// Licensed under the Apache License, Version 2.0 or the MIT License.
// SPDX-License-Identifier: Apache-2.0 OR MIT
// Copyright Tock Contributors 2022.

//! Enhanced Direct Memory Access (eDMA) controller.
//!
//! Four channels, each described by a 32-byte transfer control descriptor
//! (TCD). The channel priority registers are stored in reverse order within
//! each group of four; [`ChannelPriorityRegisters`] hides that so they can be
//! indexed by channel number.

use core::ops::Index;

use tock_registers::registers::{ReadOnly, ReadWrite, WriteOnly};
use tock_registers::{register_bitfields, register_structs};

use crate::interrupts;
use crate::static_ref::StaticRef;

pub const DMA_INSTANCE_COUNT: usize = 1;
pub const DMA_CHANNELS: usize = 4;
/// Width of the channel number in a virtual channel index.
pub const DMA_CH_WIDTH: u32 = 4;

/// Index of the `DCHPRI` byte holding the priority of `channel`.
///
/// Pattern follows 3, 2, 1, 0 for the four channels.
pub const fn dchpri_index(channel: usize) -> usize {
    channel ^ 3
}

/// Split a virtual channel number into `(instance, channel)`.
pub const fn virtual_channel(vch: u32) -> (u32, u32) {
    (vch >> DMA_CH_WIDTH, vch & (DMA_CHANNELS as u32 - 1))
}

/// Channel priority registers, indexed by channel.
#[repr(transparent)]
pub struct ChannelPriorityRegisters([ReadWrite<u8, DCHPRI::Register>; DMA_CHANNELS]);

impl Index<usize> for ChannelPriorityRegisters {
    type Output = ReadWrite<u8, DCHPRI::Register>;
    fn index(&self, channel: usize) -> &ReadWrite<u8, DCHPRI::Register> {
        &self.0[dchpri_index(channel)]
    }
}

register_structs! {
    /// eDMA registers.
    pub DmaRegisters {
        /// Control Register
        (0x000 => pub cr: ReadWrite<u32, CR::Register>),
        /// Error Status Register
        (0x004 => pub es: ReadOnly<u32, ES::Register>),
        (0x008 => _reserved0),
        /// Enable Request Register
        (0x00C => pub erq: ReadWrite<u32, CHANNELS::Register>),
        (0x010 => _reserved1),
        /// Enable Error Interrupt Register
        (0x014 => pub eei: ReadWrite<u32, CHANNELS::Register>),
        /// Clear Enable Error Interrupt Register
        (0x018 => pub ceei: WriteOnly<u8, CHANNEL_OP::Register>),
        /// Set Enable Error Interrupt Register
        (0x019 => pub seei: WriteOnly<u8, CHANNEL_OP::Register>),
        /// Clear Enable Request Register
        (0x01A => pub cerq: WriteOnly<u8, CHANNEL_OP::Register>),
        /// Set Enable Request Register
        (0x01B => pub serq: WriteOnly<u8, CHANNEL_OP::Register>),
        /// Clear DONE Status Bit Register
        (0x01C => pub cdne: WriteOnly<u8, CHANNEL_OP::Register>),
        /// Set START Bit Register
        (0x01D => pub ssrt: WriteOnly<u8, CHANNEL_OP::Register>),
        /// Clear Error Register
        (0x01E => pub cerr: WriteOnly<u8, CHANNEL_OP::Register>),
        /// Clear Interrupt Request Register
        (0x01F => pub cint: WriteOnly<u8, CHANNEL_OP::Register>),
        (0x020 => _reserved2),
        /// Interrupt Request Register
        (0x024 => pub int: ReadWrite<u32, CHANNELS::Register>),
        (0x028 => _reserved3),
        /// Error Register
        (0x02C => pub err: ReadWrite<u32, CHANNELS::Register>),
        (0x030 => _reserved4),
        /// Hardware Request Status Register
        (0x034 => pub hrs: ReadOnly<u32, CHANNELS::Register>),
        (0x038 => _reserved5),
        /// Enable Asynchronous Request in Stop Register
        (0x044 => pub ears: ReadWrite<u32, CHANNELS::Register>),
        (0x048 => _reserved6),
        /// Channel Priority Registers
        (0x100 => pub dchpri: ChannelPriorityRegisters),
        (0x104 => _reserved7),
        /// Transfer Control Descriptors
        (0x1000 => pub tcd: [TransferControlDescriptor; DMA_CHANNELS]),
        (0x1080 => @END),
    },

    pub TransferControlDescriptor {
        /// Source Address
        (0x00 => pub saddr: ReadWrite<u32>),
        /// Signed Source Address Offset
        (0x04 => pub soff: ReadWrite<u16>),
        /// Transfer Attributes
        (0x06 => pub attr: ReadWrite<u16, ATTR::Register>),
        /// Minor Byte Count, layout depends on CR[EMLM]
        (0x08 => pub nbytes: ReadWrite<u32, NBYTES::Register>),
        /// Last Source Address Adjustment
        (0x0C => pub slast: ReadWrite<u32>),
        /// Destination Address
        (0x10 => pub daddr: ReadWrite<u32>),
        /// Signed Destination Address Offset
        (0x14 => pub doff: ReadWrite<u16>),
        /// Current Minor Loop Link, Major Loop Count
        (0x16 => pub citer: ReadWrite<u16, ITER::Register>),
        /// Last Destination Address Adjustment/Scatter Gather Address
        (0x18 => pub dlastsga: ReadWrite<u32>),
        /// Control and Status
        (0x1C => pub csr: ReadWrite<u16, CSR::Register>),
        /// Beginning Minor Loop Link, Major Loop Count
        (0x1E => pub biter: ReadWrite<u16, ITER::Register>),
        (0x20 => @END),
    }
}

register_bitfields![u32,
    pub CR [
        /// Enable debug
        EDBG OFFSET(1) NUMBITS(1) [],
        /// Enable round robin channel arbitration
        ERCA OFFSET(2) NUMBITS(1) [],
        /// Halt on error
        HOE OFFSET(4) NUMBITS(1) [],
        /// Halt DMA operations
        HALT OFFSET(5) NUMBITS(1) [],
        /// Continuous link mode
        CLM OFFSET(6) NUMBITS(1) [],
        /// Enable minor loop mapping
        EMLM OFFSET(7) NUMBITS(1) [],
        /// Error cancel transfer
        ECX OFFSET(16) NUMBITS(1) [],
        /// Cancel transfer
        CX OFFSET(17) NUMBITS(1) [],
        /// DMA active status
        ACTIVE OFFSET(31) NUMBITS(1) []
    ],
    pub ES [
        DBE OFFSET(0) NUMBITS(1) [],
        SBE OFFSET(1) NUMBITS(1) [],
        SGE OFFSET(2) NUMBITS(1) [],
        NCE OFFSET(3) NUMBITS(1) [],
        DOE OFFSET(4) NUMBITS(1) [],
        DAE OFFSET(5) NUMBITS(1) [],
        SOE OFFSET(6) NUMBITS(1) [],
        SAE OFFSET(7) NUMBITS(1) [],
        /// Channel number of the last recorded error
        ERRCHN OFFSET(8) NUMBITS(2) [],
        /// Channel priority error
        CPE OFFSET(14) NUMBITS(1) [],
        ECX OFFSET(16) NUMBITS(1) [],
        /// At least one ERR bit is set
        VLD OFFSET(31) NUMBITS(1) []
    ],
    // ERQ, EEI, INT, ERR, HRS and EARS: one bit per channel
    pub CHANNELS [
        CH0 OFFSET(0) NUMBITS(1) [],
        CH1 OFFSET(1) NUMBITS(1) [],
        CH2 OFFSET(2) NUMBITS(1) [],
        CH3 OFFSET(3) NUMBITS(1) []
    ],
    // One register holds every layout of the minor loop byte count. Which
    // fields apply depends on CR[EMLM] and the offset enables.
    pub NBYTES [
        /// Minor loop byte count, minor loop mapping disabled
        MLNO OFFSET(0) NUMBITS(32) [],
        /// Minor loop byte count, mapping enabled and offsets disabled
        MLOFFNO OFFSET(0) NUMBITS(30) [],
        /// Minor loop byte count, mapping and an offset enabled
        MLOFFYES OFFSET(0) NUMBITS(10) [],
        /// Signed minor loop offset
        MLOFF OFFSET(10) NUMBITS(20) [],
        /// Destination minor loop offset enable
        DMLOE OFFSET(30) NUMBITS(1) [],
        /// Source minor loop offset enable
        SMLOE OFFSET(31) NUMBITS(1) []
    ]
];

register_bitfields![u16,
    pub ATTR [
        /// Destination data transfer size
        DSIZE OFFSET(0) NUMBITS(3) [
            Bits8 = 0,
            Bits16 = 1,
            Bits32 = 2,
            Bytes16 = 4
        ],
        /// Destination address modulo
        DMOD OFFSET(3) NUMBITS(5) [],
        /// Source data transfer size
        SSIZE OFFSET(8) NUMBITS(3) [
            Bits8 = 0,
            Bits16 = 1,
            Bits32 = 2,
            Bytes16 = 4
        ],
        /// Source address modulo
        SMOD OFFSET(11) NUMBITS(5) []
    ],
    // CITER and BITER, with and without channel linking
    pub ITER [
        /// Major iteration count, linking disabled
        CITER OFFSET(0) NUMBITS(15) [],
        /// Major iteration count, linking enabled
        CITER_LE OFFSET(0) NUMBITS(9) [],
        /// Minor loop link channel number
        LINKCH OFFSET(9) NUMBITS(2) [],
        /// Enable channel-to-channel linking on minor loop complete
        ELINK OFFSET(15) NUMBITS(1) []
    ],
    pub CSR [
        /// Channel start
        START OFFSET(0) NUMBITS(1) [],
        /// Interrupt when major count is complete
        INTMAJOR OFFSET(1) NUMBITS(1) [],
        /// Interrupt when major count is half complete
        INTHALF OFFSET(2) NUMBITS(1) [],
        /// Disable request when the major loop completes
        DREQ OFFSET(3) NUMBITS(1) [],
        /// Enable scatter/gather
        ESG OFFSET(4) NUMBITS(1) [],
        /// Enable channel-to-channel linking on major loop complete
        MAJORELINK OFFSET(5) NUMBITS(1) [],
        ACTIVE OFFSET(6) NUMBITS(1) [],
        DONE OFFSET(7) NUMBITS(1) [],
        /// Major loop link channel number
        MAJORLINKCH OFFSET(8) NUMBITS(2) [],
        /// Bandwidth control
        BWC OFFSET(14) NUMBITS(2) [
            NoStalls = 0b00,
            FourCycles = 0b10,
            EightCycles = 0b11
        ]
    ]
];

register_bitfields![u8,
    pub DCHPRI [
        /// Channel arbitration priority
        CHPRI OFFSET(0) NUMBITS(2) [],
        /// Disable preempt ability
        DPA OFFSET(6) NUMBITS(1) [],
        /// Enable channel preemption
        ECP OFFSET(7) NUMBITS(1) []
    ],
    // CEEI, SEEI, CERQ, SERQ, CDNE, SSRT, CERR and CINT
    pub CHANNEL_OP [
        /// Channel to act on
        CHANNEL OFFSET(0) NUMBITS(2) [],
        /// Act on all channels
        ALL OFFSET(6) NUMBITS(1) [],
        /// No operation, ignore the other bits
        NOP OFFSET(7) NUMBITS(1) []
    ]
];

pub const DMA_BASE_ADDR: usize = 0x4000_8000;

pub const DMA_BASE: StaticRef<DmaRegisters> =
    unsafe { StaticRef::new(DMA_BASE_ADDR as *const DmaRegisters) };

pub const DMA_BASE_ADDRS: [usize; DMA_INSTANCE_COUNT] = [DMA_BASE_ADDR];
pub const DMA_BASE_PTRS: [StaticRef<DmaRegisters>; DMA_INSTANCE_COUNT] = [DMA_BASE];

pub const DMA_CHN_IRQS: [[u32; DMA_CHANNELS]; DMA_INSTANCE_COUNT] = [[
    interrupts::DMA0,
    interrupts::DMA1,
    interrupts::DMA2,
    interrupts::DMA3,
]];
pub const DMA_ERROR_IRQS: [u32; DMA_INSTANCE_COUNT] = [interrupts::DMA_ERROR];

» How to complete this task
When you reach the line that contains "Clear Enable Error Interrupt Register", stop; that line and every line before it, from the very first line of the data, should be restated word for word.

» Written response
// Licensed under the Apache License, Version 2.0 or the MIT License.
// SPDX-License-Identifier: Apache-2.0 OR MIT
// Copyright Tock Contributors 2022.

//! Enhanced Direct Memory Access (eDMA) controller.
//!
//! Four channels, each described by a 32-byte transfer control descriptor
//! (TCD). The channel priority registers are stored in reverse order within
//! each group of four; [`ChannelPriorityRegisters`] hides that so they can be
//! indexed by channel number.

use core::ops::Index;

use tock_registers::registers::{ReadOnly, ReadWrite, WriteOnly};
use tock_registers::{register_bitfields, register_structs};

use crate::interrupts;
use crate::static_ref::StaticRef;

pub const DMA_INSTANCE_COUNT: usize = 1;
pub const DMA_CHANNELS: usize = 4;
/// Width of the channel number in a virtual channel index.
pub const DMA_CH_WIDTH: u32 = 4;

/// Index of the `DCHPRI` byte holding the priority of `channel`.
///
/// Pattern follows 3, 2, 1, 0 for the four channels.
pub const fn dchpri_index(channel: usize) -> usize {
    channel ^ 3
}

/// Split a virtual channel number into `(instance, channel)`.
pub const fn virtual_channel(vch: u32) -> (u32, u32) {
    (vch >> DMA_CH_WIDTH, vch & (DMA_CHANNELS as u32 - 1))
}

/// Channel priority registers, indexed by channel.
#[repr(transparent)]
pub struct ChannelPriorityRegisters([ReadWrite<u8, DCHPRI::Register>; DMA_CHANNELS]);

impl Index<usize> for ChannelPriorityRegisters {
    type Output = ReadWrite<u8, DCHPRI::Register>;
    fn index(&self, channel: usize) -> &ReadWrite<u8, DCHPRI::Register> {
        &self.0[dchpri_index(channel)]
    }
}

register_structs! {
    /// eDMA registers.
    pub DmaRegisters {
        /// Control Register
        (0x000 => pub cr: ReadWrite<u32, CR::Register>),
        /// Error Status Register
        (0x004 => pub es: ReadOnly<u32, ES::Register>),
        (0x008 => _reserved0),
        /// Enable Request Register
        (0x00C => pub erq: ReadWrite<u32, CHANNELS::Register>),
        (0x010 => _reserved1),
        /// Enable Error Interrupt Register
        (0x014 => pub eei: ReadWrite<u32, CHANNELS::Register>),
        /// Clear Enable Error Interrupt Register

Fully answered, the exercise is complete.